YOUR OBJECTIVE »
Please give the number of lines in the records below where the word "every" occurs, and nothing else.

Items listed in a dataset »
########
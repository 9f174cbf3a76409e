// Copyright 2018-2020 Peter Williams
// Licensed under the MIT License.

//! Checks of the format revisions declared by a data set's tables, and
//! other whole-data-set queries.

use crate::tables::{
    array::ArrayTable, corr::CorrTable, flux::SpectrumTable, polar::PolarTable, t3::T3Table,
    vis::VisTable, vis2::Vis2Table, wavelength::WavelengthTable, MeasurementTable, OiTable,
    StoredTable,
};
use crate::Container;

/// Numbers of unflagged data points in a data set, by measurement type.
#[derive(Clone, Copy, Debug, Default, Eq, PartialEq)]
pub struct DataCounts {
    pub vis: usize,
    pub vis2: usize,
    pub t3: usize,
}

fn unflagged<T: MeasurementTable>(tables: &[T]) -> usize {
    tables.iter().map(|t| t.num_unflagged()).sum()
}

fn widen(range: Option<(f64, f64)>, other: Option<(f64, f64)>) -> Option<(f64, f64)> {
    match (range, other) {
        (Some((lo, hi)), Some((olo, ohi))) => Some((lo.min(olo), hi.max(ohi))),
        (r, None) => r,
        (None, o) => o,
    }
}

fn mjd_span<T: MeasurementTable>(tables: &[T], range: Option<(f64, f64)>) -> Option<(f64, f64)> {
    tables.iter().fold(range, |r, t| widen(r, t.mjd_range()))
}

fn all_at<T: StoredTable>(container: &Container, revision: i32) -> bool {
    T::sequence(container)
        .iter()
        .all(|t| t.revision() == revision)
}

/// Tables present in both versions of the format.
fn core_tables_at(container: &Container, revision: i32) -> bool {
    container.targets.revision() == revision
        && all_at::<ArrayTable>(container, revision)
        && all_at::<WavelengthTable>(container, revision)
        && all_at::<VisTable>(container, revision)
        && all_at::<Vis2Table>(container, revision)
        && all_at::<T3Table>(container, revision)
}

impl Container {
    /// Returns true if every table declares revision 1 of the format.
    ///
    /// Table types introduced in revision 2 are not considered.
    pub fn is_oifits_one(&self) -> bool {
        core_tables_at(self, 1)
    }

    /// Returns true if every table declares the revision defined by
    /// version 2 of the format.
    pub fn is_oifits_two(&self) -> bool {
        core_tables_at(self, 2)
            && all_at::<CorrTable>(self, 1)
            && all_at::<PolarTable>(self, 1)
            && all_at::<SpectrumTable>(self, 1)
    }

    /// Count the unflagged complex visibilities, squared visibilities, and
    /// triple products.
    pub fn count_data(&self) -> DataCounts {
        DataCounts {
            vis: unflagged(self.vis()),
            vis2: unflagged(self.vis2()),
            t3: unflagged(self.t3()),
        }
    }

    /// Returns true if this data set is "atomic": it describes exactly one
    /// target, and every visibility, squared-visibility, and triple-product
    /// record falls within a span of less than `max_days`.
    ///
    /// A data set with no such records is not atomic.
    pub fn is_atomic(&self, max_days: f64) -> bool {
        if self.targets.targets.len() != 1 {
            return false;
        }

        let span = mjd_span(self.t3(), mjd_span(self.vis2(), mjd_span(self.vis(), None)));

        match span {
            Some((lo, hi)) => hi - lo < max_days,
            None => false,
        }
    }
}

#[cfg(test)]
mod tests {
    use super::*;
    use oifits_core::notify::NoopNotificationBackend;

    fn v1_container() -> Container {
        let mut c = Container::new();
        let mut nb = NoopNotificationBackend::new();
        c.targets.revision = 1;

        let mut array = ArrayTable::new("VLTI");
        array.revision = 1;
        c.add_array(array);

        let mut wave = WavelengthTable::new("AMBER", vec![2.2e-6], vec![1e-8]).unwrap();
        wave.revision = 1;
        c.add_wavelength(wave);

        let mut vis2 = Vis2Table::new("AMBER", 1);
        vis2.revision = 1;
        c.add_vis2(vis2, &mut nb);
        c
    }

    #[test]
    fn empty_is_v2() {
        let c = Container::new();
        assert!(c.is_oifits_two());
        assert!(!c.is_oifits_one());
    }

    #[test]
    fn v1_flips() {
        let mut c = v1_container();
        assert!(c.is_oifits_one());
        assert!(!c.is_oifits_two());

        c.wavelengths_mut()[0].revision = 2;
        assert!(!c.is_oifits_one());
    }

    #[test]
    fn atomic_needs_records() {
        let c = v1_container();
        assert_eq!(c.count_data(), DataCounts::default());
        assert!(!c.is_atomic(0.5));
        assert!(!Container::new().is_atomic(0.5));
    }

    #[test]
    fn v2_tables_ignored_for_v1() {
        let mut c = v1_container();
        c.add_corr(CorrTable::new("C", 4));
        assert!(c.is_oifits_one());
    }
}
########
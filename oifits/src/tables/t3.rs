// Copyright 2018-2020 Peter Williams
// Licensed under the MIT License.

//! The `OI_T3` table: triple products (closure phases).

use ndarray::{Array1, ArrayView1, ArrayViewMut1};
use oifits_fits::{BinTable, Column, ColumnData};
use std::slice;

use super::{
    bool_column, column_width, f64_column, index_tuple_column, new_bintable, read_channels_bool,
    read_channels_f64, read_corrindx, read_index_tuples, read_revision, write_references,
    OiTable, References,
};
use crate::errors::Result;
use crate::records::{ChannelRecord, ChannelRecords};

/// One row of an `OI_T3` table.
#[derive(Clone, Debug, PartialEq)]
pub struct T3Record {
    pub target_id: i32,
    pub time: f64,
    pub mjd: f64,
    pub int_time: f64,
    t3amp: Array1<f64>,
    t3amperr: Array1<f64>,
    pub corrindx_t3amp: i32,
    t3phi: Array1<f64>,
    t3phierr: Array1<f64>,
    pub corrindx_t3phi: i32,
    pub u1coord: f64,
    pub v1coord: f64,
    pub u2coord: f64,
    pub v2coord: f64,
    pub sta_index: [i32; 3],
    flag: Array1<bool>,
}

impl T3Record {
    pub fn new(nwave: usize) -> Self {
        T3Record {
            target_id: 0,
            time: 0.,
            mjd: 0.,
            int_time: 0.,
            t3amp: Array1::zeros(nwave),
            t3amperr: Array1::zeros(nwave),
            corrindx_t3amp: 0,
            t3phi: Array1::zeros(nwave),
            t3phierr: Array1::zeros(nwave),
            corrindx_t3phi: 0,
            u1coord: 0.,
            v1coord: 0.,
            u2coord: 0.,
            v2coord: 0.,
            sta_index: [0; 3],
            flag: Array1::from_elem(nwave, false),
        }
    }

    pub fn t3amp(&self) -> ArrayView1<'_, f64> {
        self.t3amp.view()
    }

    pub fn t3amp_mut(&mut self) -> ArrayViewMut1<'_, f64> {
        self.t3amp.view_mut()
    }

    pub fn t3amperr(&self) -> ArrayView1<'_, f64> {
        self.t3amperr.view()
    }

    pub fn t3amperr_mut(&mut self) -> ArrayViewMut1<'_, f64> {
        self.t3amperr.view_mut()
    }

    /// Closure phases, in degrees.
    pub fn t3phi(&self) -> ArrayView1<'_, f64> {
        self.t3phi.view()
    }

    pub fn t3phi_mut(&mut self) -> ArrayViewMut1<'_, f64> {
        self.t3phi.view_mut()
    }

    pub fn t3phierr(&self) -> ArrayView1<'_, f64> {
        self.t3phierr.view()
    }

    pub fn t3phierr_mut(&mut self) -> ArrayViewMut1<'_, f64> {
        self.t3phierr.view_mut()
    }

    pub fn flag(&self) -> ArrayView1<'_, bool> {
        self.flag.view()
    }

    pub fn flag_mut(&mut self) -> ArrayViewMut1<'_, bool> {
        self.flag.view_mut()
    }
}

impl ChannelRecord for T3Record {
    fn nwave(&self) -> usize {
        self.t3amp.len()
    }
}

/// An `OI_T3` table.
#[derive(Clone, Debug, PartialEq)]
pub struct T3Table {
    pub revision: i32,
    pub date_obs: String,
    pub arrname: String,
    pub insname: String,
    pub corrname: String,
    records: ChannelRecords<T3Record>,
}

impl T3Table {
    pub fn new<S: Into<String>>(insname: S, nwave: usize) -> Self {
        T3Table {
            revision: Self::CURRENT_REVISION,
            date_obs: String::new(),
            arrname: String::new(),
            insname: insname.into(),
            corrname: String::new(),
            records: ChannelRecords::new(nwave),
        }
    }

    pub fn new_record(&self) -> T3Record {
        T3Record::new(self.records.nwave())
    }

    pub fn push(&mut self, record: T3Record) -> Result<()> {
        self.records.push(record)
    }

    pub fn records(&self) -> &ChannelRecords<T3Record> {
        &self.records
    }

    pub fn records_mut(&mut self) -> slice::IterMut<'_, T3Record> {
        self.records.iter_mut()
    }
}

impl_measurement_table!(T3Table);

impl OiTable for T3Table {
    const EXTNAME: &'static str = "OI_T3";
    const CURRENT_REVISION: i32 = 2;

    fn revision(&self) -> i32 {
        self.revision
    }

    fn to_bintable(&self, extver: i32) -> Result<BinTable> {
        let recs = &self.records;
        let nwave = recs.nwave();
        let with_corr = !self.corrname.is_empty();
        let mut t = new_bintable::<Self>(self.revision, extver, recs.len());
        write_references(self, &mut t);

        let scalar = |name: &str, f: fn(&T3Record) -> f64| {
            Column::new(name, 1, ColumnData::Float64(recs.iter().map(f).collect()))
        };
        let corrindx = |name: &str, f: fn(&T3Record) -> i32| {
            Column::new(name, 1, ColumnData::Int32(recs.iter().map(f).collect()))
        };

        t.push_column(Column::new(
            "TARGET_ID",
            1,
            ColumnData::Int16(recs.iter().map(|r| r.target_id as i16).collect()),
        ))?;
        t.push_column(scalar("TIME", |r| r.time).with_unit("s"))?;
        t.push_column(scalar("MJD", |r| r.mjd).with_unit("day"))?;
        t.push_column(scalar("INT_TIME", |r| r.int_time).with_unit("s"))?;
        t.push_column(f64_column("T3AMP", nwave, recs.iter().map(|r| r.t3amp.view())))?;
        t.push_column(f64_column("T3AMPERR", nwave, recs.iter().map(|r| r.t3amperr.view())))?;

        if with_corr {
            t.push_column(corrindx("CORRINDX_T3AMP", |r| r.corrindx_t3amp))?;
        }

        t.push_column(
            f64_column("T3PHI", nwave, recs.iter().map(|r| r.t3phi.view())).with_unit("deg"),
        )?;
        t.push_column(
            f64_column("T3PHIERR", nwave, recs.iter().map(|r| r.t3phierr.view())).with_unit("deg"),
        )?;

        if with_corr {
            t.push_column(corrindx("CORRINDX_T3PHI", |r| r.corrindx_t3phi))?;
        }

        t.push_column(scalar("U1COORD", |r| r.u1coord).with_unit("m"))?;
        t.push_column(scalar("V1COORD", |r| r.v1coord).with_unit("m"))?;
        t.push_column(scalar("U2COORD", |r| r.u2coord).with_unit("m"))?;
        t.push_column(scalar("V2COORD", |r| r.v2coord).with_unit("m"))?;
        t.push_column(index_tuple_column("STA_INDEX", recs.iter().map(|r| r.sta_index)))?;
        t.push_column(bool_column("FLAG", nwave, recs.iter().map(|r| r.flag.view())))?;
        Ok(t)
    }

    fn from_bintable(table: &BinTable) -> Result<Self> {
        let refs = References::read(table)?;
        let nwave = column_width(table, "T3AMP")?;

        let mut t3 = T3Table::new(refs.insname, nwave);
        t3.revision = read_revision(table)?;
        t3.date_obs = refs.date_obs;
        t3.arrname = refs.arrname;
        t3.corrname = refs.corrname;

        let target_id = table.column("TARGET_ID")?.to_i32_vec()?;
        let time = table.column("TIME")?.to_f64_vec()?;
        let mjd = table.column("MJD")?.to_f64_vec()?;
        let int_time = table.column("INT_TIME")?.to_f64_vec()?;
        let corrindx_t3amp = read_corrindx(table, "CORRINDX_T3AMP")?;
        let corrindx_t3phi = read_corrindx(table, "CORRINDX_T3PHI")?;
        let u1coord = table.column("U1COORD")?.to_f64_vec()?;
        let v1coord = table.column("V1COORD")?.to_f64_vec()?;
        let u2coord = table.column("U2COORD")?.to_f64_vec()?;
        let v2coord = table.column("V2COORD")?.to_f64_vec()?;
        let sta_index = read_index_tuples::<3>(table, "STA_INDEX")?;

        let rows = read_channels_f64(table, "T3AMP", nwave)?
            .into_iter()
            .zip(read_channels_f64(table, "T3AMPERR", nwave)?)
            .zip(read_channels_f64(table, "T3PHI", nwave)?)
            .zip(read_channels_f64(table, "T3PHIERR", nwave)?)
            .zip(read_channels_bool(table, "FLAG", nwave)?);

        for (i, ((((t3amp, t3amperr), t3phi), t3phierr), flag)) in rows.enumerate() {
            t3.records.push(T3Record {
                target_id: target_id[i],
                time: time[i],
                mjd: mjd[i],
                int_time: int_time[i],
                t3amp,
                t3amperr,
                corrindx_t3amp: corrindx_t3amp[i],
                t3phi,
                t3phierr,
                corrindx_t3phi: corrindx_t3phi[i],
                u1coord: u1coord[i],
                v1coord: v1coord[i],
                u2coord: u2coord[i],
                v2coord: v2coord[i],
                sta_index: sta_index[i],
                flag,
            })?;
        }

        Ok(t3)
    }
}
########
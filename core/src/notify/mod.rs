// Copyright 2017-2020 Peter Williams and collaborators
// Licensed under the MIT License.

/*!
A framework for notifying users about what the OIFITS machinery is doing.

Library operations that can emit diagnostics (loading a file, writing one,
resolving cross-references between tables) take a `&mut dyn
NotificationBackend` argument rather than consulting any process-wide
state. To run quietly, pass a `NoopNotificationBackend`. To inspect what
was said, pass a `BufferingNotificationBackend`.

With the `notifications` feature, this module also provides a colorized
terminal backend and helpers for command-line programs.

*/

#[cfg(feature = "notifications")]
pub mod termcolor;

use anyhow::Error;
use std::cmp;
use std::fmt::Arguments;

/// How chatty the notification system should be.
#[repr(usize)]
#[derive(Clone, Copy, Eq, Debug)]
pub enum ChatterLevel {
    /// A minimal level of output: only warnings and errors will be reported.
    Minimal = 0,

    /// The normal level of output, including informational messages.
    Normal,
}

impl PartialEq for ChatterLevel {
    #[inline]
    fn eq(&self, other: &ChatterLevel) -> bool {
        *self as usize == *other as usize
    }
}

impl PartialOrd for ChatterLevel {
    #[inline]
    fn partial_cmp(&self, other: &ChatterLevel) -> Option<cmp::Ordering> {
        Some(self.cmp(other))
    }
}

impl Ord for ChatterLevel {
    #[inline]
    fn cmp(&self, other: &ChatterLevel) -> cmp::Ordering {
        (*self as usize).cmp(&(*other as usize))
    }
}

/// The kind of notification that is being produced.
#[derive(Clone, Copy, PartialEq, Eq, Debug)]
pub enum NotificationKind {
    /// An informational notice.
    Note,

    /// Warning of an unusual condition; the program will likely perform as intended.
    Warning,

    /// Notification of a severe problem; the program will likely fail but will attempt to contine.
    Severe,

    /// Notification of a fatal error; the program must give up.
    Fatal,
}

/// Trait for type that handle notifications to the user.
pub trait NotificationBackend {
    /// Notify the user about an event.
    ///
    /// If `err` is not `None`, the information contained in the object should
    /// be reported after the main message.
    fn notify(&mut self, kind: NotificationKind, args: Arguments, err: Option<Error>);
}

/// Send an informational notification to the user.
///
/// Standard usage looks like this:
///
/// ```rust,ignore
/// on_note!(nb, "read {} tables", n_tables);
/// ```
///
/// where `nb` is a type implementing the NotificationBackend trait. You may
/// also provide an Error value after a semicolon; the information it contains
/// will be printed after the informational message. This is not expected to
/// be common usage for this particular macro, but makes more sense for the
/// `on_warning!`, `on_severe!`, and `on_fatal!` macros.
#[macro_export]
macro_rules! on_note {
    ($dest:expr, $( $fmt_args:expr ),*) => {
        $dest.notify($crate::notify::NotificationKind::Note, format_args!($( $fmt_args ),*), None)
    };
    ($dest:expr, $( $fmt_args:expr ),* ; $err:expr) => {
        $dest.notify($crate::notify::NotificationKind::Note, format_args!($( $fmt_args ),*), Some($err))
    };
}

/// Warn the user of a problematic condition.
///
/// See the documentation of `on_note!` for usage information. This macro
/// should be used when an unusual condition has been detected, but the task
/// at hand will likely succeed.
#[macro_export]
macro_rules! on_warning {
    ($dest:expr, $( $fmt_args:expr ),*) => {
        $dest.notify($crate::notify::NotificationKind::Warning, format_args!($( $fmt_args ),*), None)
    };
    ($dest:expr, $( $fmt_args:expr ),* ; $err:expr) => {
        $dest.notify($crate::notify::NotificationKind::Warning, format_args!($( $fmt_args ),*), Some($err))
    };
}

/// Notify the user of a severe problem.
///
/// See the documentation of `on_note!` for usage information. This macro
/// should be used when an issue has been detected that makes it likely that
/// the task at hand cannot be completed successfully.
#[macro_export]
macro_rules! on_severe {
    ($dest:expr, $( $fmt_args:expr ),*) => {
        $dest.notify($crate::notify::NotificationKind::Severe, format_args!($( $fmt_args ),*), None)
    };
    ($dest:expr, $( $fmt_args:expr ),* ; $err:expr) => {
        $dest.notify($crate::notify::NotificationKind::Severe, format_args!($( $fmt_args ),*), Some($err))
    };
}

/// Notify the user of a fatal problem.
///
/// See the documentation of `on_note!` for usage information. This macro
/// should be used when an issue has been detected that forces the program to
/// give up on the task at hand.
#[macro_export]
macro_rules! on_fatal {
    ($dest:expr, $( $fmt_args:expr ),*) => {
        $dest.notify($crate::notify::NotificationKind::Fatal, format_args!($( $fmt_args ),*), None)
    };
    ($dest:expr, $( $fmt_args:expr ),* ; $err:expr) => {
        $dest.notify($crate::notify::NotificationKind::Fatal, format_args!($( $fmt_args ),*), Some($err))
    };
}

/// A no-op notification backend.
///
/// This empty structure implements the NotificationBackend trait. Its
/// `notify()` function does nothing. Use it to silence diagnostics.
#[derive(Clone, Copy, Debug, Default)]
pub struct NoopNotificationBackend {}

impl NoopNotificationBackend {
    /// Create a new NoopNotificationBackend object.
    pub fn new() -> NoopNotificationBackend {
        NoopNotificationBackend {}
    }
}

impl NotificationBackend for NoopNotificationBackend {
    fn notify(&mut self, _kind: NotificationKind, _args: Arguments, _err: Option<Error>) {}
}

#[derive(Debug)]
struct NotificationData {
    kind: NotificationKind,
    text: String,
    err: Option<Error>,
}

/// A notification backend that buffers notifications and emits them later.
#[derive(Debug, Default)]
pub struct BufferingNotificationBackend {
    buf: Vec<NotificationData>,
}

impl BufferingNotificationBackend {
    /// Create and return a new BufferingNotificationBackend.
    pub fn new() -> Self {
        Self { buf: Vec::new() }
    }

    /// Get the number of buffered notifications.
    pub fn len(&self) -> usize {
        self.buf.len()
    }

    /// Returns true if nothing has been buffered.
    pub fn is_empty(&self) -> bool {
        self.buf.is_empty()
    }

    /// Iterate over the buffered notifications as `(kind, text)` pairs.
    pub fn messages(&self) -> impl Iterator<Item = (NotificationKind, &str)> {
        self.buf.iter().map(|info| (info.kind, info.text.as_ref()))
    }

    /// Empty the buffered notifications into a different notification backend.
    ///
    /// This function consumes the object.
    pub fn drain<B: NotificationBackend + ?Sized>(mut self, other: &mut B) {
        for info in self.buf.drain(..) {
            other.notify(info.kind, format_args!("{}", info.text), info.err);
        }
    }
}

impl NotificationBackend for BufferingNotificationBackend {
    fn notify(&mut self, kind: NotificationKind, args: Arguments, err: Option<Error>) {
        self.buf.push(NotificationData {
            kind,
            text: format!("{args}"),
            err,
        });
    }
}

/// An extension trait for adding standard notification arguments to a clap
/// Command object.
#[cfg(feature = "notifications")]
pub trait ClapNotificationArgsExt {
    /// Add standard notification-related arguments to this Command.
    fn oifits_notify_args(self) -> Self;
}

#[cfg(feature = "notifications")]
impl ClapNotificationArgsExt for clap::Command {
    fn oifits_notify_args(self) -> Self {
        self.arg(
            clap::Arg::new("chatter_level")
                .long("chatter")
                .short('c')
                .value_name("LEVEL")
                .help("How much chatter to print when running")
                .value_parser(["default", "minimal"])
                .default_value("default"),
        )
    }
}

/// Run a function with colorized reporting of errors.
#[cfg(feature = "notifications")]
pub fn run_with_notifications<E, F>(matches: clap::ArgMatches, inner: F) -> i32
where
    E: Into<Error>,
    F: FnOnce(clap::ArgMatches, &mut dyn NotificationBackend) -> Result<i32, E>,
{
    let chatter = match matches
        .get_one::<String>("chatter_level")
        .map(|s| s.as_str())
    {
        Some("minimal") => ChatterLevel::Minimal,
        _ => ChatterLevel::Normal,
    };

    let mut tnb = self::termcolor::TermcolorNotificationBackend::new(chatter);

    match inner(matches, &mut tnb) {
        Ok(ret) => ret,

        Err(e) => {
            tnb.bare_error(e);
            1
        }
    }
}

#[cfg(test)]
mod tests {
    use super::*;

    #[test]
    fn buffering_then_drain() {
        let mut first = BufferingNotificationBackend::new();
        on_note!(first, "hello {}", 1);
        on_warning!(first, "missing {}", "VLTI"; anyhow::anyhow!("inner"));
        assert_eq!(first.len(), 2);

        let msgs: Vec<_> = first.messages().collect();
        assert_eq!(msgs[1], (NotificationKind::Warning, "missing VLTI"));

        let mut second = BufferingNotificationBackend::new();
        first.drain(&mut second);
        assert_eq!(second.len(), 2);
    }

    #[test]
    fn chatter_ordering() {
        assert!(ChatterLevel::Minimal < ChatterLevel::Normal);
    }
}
########
RESULT OF THE TASK »
3